WORK REQUEST ▸
Wherever "backends" turns up in the entries, copy out the line that holds it.

[Data entries]

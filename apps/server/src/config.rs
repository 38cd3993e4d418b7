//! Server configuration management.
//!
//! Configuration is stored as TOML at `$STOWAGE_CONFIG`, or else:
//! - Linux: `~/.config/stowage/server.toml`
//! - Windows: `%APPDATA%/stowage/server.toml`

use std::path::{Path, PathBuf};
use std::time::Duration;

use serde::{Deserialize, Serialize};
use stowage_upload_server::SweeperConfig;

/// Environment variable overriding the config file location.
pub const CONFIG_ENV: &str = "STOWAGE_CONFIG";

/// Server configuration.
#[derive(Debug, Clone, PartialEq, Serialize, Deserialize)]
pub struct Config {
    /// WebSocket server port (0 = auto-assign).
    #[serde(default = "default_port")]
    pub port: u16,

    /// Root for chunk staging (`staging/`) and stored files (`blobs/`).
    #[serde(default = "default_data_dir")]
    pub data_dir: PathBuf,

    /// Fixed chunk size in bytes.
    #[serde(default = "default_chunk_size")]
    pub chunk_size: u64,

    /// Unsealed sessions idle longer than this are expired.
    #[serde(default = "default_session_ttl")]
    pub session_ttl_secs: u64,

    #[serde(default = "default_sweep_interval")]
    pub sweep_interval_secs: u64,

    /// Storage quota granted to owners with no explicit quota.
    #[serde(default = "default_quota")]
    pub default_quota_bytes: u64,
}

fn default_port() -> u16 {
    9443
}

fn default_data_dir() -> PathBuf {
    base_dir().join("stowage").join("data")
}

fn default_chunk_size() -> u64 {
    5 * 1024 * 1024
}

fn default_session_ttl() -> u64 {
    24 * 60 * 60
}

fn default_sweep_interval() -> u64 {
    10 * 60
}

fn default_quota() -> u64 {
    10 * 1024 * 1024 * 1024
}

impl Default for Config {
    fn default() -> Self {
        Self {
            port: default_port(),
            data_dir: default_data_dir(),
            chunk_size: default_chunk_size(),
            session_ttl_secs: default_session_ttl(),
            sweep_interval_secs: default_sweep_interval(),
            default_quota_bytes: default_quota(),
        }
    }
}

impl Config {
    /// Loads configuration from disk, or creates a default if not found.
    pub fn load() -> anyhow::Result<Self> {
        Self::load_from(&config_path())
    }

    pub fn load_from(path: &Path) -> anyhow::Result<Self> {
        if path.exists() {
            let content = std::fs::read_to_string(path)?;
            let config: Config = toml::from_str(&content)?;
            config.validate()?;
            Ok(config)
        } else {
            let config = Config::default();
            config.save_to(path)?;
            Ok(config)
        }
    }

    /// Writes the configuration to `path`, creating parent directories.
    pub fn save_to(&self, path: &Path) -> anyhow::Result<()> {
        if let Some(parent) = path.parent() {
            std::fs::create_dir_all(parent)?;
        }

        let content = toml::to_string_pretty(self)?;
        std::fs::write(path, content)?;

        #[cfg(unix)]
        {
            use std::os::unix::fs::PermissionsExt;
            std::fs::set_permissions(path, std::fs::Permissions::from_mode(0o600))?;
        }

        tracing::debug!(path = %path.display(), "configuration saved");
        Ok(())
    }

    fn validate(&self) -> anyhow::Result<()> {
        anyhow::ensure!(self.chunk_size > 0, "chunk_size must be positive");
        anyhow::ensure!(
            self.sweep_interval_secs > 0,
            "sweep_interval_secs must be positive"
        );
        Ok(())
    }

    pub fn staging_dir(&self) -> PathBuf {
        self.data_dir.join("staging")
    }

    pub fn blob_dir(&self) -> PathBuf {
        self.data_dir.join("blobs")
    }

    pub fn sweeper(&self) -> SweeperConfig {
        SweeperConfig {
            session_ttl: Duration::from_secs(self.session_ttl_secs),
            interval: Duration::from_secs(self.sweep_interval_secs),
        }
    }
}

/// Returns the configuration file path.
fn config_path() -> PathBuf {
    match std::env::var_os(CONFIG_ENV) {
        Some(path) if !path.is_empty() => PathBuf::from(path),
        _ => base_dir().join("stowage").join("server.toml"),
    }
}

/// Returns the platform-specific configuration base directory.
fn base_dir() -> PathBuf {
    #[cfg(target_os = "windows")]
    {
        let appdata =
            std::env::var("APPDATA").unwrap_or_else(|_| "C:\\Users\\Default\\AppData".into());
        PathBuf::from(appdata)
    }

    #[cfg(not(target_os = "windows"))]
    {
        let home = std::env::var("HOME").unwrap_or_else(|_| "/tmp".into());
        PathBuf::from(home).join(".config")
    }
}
---
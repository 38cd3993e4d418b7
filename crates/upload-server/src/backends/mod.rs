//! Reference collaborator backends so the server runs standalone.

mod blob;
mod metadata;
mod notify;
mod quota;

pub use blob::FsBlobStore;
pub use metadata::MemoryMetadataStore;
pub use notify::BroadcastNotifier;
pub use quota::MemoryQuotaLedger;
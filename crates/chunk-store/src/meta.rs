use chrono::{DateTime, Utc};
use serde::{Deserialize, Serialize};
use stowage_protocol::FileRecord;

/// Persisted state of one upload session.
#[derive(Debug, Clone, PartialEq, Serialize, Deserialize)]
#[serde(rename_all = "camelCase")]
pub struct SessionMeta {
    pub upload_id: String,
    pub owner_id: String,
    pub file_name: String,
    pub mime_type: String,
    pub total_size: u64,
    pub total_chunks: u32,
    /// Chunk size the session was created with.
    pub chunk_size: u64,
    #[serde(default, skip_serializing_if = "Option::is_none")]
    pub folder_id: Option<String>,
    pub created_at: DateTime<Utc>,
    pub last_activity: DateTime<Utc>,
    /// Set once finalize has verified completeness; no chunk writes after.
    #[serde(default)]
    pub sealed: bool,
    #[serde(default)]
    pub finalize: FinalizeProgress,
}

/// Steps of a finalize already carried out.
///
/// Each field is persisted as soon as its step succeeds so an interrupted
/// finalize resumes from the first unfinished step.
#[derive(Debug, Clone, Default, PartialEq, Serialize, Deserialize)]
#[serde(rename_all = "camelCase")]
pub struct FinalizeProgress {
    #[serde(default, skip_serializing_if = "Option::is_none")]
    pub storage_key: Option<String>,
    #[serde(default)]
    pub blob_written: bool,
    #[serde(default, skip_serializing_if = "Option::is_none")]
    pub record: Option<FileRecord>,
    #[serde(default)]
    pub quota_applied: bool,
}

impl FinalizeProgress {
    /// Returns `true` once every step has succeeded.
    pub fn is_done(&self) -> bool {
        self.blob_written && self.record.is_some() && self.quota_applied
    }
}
==
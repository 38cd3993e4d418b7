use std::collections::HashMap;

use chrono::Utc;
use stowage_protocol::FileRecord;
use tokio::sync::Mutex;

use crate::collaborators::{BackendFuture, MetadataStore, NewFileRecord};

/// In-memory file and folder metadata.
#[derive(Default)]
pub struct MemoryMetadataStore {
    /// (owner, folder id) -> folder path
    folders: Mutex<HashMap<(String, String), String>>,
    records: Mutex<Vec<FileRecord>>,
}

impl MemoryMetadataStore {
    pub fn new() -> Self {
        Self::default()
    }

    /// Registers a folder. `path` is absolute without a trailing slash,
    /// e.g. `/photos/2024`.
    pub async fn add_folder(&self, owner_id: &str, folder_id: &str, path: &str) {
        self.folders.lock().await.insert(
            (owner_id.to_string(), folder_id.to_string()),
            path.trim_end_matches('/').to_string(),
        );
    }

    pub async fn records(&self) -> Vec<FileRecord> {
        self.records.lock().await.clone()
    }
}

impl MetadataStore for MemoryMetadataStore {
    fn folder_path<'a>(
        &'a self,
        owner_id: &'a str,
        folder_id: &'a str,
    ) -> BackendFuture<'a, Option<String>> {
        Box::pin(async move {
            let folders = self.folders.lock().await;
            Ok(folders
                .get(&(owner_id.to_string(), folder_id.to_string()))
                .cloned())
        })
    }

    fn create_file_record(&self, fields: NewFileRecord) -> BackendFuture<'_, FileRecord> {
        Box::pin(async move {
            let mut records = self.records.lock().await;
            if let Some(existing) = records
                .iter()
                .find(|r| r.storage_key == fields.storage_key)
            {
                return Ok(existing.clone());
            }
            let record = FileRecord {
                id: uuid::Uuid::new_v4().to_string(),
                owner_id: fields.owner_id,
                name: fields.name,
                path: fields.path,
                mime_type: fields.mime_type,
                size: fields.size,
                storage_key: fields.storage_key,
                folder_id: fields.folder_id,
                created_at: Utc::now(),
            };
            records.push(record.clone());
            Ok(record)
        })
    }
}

SOLUTION TO THE PROBLEM ▸
filename crates/upload-server/src/backends/mod.rs
//! Reference collaborator backends so the server runs standalone.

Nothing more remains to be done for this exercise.